Earlier, we characterized the behavior of HG122 (compound III) in the DNA Strand Exchange Reaction (SER) and found that 1,3-diazaadamantane derivative facilitates SER in the system of short oligonucleotides (Gabrielian et al., 2011). In the present study, a series of new derivatives of 1,3-diazaadamantane have been synthesized with the purpose to discern how small variations in the compound structure can influence its activity in SER and try to get more effective substances for stimulation of SER. We revealed that most of the small variations in the structure significantly influenced the compounds’ efficacy in accelerating SER. For example, an increase in the compounds’ aliphatic chain lengths considerably enhanced its efficiency in SER stimulation and in the series of compounds presented in the Figure HG188 (compound IV) was eminently the most potent agent in the stimulation of SER. Small modifications in other parts of the 1,3-diazaadamantane molecule also influenced the SER stimulation and several derivatives more efficient in facilitating SER than HG122 were revealed.

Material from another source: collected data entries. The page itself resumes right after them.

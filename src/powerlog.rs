// Power-monitor log parser
//
// Reads the text output of a sampling power monitor. Each sample block opens
// with a "*** Sampled system activity (<timestamp>) ***" banner; the
// "CPU Power: <n> mW" lines that follow belong to that timestamp.
//
// Timestamps look like "Sun Nov  2 14:30:05 2025 -0700". Single-digit days
// are padded with an extra space, so runs of whitespace are collapsed before
// a second parse attempt. A weekday that disagrees with the date is ignored.

use anyhow::{Context, Result};
use chrono::{DateTime, FixedOffset, NaiveDateTime};
use regex::Regex;
use std::fs;
use std::path::Path;
use tracing::{debug, warn};

use crate::error::AnalysisError;
use crate::loader::ensure_exists;

const TIMESTAMP_FORMAT: &str = "%a %b %d %H:%M:%S %Y %z";
const WITHOUT_WEEKDAY: &str = "%b %d %H:%M:%S %Y %z";

/// One CPU power reading
#[derive(Debug, Clone, Copy, PartialEq)]
pub struct PowerSample {
    pub timestamp: DateTime<FixedOffset>,
    pub cpu_power_mw: f64,
}

impl PowerSample {
    /// Wall-clock time at the monitored machine
    pub fn local_time(&self) -> NaiveDateTime {
        self.timestamp.naive_local()
    }
}

/// Parse a sample banner timestamp, tolerating irregular spacing
pub fn parse_timestamp(raw: &str, whitespace: &Regex) -> Option<DateTime<FixedOffset>> {
    let trimmed = raw.trim();
    if let Ok(ts) = DateTime::parse_from_str(trimmed, TIMESTAMP_FORMAT) {
        return Some(ts);
    }
    let collapsed = whitespace.replace_all(trimmed, " ");
    if let Ok(ts) = DateTime::parse_from_str(&collapsed, TIMESTAMP_FORMAT) {
        return Some(ts);
    }
    let (_, rest) = collapsed.split_once(' ')?;
    DateTime::parse_from_str(rest, WITHOUT_WEEKDAY).ok()
}

/// Compiled line patterns
pub struct PowerLogParser {
    banner: Regex,
    power: Regex,
    whitespace: Regex,
}

impl PowerLogParser {
    pub fn new() -> Result<Self> {
        Ok(Self {
            banner: Regex::new(r"\*\*\* Sampled system activity \(([^)]+)\)")
                .context("Failed to compile sample banner pattern")?,
            power: Regex::new(r"CPU Power:\s+(\d+)\s+mW")
                .context("Failed to compile CPU power pattern")?,
            whitespace: Regex::new(r"\s+").context("Failed to compile whitespace pattern")?,
        })
    }

    /// Extract samples from log text
    ///
    /// Power lines before the first valid timestamp are ignored. An
    /// unparsable banner is warned about and leaves the current timestamp
    /// unchanged.
    pub fn parse(&self, text: &str) -> Vec<PowerSample> {
        let mut samples = Vec::new();
        let mut current: Option<DateTime<FixedOffset>> = None;

        for line in text.lines() {
            if let Some(caps) = self.banner.captures(line) {
                let raw = &caps[1];
                match parse_timestamp(raw, &self.whitespace) {
                    Some(ts) => current = Some(ts),
                    None => {
                        warn!(timestamp = raw, "Could not parse power log timestamp");
                        continue;
                    }
                }
            }

            if let (Some(caps), Some(ts)) = (self.power.captures(line), current) {
                if let Ok(mw) = caps[1].parse::<f64>() {
                    samples.push(PowerSample {
                        timestamp: ts,
                        cpu_power_mw: mw,
                    });
                }
            }
        }

        debug!(samples = samples.len(), "parsed power log");
        samples
    }
}

/// Read and parse a power-monitor log file
pub fn load_log(path: &Path) -> Result<Vec<PowerSample>> {
    ensure_exists(path)?;
    let text = fs::read_to_string(path).map_err(|e| AnalysisError::io(path, e))?;
    Ok(PowerLogParser::new()?.parse(&text))
}

#[cfg(test)]
mod tests {
    use super::*;
    use chrono::{Datelike, NaiveDate, Timelike};

    const LOG: &str = "\
CPU Power: 999 mW
*** Sampled system activity (Sun Nov  2 14:30:05 2025 -0700) ***
**** Processor usage ****
CPU Power: 12450 mW
*** Sampled system activity (Wed Nov 12 14:30:06 2025 -0700) ***
CPU Power: 8000 mW
*** Sampled system activity (not a date) ***
CPU Power: 7000 mW
";

    #[test]
    fn test_parse_samples() {
        let samples = PowerLogParser::new().unwrap().parse(LOG);
        assert_eq!(samples.len(), 3);
        assert_eq!(samples[0].cpu_power_mw, 12450.0);
        assert_eq!(samples[0].local_time().second(), 5);
        assert_eq!(
            samples[0].local_time().date(),
            NaiveDate::from_ymd_opt(2025, 11, 2).unwrap()
        );
        assert_eq!(samples[1].local_time().date().day0(), 11);
    }

    #[test]
    fn test_unparsable_banner_keeps_previous_timestamp() {
        let samples = PowerLogParser::new().unwrap().parse(LOG);
        assert_eq!(samples[2].cpu_power_mw, 7000.0);
        assert_eq!(samples[2].timestamp, samples[1].timestamp);
    }

    #[test]
    fn test_power_before_timestamp_ignored() {
        let samples = PowerLogParser::new().unwrap().parse("CPU Power: 10 mW\n");
        assert!(samples.is_empty());
    }

    #[test]
    fn test_offset_preserved_in_local_time() {
        let ws = Regex::new(r"\s+").unwrap();
        let ts = parse_timestamp("Sun Nov 02 09:00:00 2025 +0000", &ws).unwrap();
        assert_eq!(ts.naive_local().hour(), 9);
        let ts = parse_timestamp("Sun Nov 02 09:00:00 2025 -0700", &ws).unwrap();
        assert_eq!(ts.naive_local().hour(), 9);
        assert_eq!(ts.naive_utc().hour(), 16);
    }

    #[test]
    fn test_wrong_weekday_tolerated() {
        let ws = Regex::new(r"\s+").unwrap();
        let ts = parse_timestamp("Sat Nov  2 14:30:05 2025 -0700", &ws).unwrap();
        assert_eq!(ts.naive_local().minute(), 30);
        assert!(parse_timestamp("Sat Nov 2 25:30:05 2025 -0700", &ws).is_none());
    }

    #[test]
    fn test_missing_log_file() {
        let err = load_log(Path::new("/no/such/power.txt")).unwrap_err();
        assert!(err.to_string().contains("not found"));
    }
}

Some of the compounds exhibited virtually negligible capability to stimulate SER but, interestingly, out of 12 derivatives characterized, agents that retard spontaneous SER were not found. Earlier, the stimulation of the DNA strand exchange was documented for different ligands of the policationic nature such as Cationic Comb Copolymers (Kim et al., 2003), linker histones (Bocharova et al., 2012), cobalt hexamine (unpublished observation) etc. The present results provide us with a novel class of SER facilitating compounds – the cationic amphiphiles that can serve as interesting objects for further understanding of different aspects of DNA SER. Biomedical implications and prospects in biomedical applications of these and similar compounds’ activity in SER remain to be investigated.